BERKELEY (KTVU) -- Free speech is a basic American right that is enshrined in the U.S. Constitution, but the right does come with limitations, legal scholars say.

When American Nazis wanted to march in Skokie, Illinois, a community with a large population of Jewish Holocaust survivors, the U.S. Supreme Court essentially allowed it.

At the University of California at Berkeley Wednesday night, when a planned speech by alt-right figure Milo Yiannopoulos prompted fiery protests, bystanders saw what Constitutional scholars call a "Heckler's Veto."

While the fhe First Amendment of the Constitution guarantees the right of free speech there are some categories of speech that do not have blanket protection, which includes any speech that:

  • Incites violence.
  • Implies a threat of violence.
  • Defames or is linked to obscenity or child pornography.

"Even those have been seriously limited by the Supreme Court," said former federal Appellate Judge Michael McConnell, the Director of the Constitutional Law Center at Stanford Law School.

He said the Berkeley protesters, not the scheduled speaker, suppressed free speech.


"The biggest threat today is other students who have somehow gotten it into their ideas that when they are offended by something that they have the right to shut down the speaker," McConnell said.

Protesters at UC Berkeley, which was home of the 1960s free speech movement, violated Constitutional free speech the moment they started destroying things, legal scholars say.


"As soon a you move across that line, then of course, the speech protection really evaporates," said University of San Francisco Law Professor Julie Nice, who has practiced and taught in the Constitutional Law area for 30 years.

UC Berkeley is a state government agency with clear First Amendment responsibilities, officials say.
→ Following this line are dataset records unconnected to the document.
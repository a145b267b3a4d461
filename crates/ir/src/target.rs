//! Compute target descriptors and host capability detection.

use crate::error::{Error, Result};
use serde::{Deserialize, Serialize};
use std::collections::BTreeSet;
use std::fmt;

/// Tile working-set limit for CPU builds (a conservative L2 slice).
pub const CPU_TILE_FOOTPRINT_LIMIT: usize = 512 * 1024;
/// Tile working-set limit for accelerator builds (shared memory per block).
pub const ACCELERATOR_TILE_FOOTPRINT_LIMIT: usize = 48 * 1024;

#[derive(Debug, Clone, Copy, PartialEq, Eq, PartialOrd, Ord, Hash, Serialize, Deserialize)]
#[serde(rename_all = "lowercase")]
pub enum TargetKind {
    Cpu,
    Cuda,
    Metal,
    OpenCl,
    Vulkan,
}

impl TargetKind {
    pub const ALL: [TargetKind; 5] = [
        TargetKind::Cpu,
        TargetKind::Cuda,
        TargetKind::Metal,
        TargetKind::OpenCl,
        TargetKind::Vulkan,
    ];

    pub fn as_str(&self) -> &'static str {
        match self {
            TargetKind::Cpu => "cpu",
            TargetKind::Cuda => "cuda",
            TargetKind::Metal => "metal",
            TargetKind::OpenCl => "opencl",
            TargetKind::Vulkan => "vulkan",
        }
    }

    pub fn is_accelerator(&self) -> bool {
        !matches!(self, TargetKind::Cpu)
    }

    fn from_name(name: &str) -> Option<Self> {
        match name {
            "llvm" | "cpu" | "x86" | "x86_64" | "arm" | "aarch64" | "c" => Some(TargetKind::Cpu),
            "cuda" | "nvidia" | "gpu" => Some(TargetKind::Cuda),
            "metal" | "apple" => Some(TargetKind::Metal),
            "opencl" => Some(TargetKind::OpenCl),
            "vulkan" => Some(TargetKind::Vulkan),
            _ => None,
        }
    }
}

impl fmt::Display for TargetKind {
    fn fmt(&self, f: &mut fmt::Formatter<'_>) -> fmt::Result {
        f.write_str(self.as_str())
    }
}

/// Resolved compute target.
#[derive(Debug, Clone, PartialEq, Eq, Serialize, Deserialize)]
pub struct Target {
    pub kind: TargetKind,
    pub keys: BTreeSet<String>,
    /// Worker-thread count for CPU targets; accelerators carry none.
    pub num_cores: Option<usize>,
}

impl Target {
    /// Resolve a target from its name and an optional core-count override.
    ///
    /// The first whitespace-separated token selects the kind; a
    /// `-num-cores=N` (or `-num-cores N`) attribute is honoured for CPU
    /// targets. An explicit override beats the attribute, which beats the
    /// host's logical core count.
    pub fn resolve(name: &str, num_cores: Option<usize>) -> Result<Self> {
        let lowered = name.trim().to_ascii_lowercase();
        let mut tokens = lowered.split_whitespace();
        let head = tokens
            .next()
            .ok_or_else(|| Error::InvalidTarget(name.to_string()))?;
        let kind = TargetKind::from_name(head).ok_or_else(|| Error::InvalidTarget(name.to_string()))?;

        let mut attribute_cores = None;
        let rest: Vec<&str> = tokens.collect();
        let mut index = 0;
        while index < rest.len() {
            let token = rest[index];
            if let Some(value) = token.strip_prefix("-num-cores=") {
                attribute_cores = Some(parse_cores(name, value)?);
            } else if token == "-num-cores" {
                let value = rest
                    .get(index + 1)
                    .ok_or_else(|| Error::InvalidTarget(name.to_string()))?;
                attribute_cores = Some(parse_cores(name, value)?);
                index += 1;
            }
            index += 1;
        }

        if num_cores == Some(0) {
            return Err(Error::InvalidArgument("num_cores must be positive".into()));
        }

        let num_cores = match kind {
            TargetKind::Cpu => Some(num_cores.or(attribute_cores).unwrap_or_else(host_cores)),
            _ => None,
        };

        let mut keys = BTreeSet::new();
        keys.insert(kind.as_str().to_string());
        if kind.is_accelerator() {
            keys.insert("gpu".to_string());
        }

        Ok(Self {
            kind,
            keys,
            num_cores,
        })
    }

    pub fn cpu() -> Self {
        // "llvm" always resolves.
        Self::resolve("llvm", None).unwrap_or(Self {
            kind: TargetKind::Cpu,
            keys: BTreeSet::from(["cpu".to_string()]),
            num_cores: Some(1),
        })
    }

    pub fn is_accelerator(&self) -> bool {
        self.kind.is_accelerator()
    }

    pub fn tile_footprint_limit(&self) -> usize {
        if self.is_accelerator() {
            ACCELERATOR_TILE_FOOTPRINT_LIMIT
        } else {
            CPU_TILE_FOOTPRINT_LIMIT
        }
    }

    pub fn keys_list(&self) -> Vec<String> {
        self.keys.iter().cloned().collect()
    }
}

impl fmt::Display for Target {
    fn fmt(&self, f: &mut fmt::Formatter<'_>) -> fmt::Result {
        let keys = self.keys_list().join(",");
        match (self.kind, self.num_cores) {
            (TargetKind::Cpu, Some(cores)) => write!(f, "llvm -keys={keys} -num-cores={cores}"),
            (kind, _) => write!(f, "{kind} -keys={keys}"),
        }
    }
}

fn parse_cores(name: &str, value: &str) -> Result<usize> {
    match value.parse::<usize>() {
        Ok(cores) if cores > 0 => Ok(cores),
        _ => Err(Error::InvalidTarget(name.to_string())),
    }
}

/// Logical core count of the host.
pub fn host_cores() -> usize {
    std::thread::available_parallelism()
        .map(|n| n.get())
        .unwrap_or(1)
}

/// What this process can build and run.
#[derive(Debug, Clone, PartialEq, Eq, Serialize)]
pub struct Capabilities {
    pub host_cores: usize,
    /// Target kinds with an in-process runtime able to measure candidates.
    pub runtimes: BTreeSet<TargetKind>,
    /// Target names accepted by [`Target::resolve`].
    pub target_names: Vec<&'static str>,
}

impl Capabilities {
    /// Probe the host. Pure: every call returns the same answer for the same
    /// process, so callers construct it once and pass it around.
    pub fn detect() -> Self {
        Self {
            host_cores: host_cores(),
            runtimes: BTreeSet::from([TargetKind::Cpu]),
            target_names: vec!["llvm", "cpu", "cuda", "metal", "opencl", "vulkan"],
        }
    }

    pub fn can_run(&self, kind: TargetKind) -> bool {
        self.runtimes.contains(&kind)
    }

    pub fn ensure_runnable(&self, target: &Target) -> Result<()> {
        if self.can_run(target.kind) {
            Ok(())
        } else {
            Err(Error::Engine(format!(
                "no runtime available for target kind '{}' in this build",
                target.kind
            )))
        }
    }
}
Said Nice: "Allow speech and protect speech, even the speech you hate, of a hateful speaker all the way up to where the speech crosses the line into inciting violence."


When violence broke out on the campus, the university had no choice but to cancel the speech, in effect enabling the so-called "Heckler's Veto" against the speaker.

"Then the university has, in fact, a duty that the courts have upheld in various school settings to say we need to have safety considered as well. So, we're balancing the free flow of ideas against public safety and order," Nice said.

Police and university officials cancelled the 8 p.m. speech by Yiannapolous as the protest grew and started flaring out of control.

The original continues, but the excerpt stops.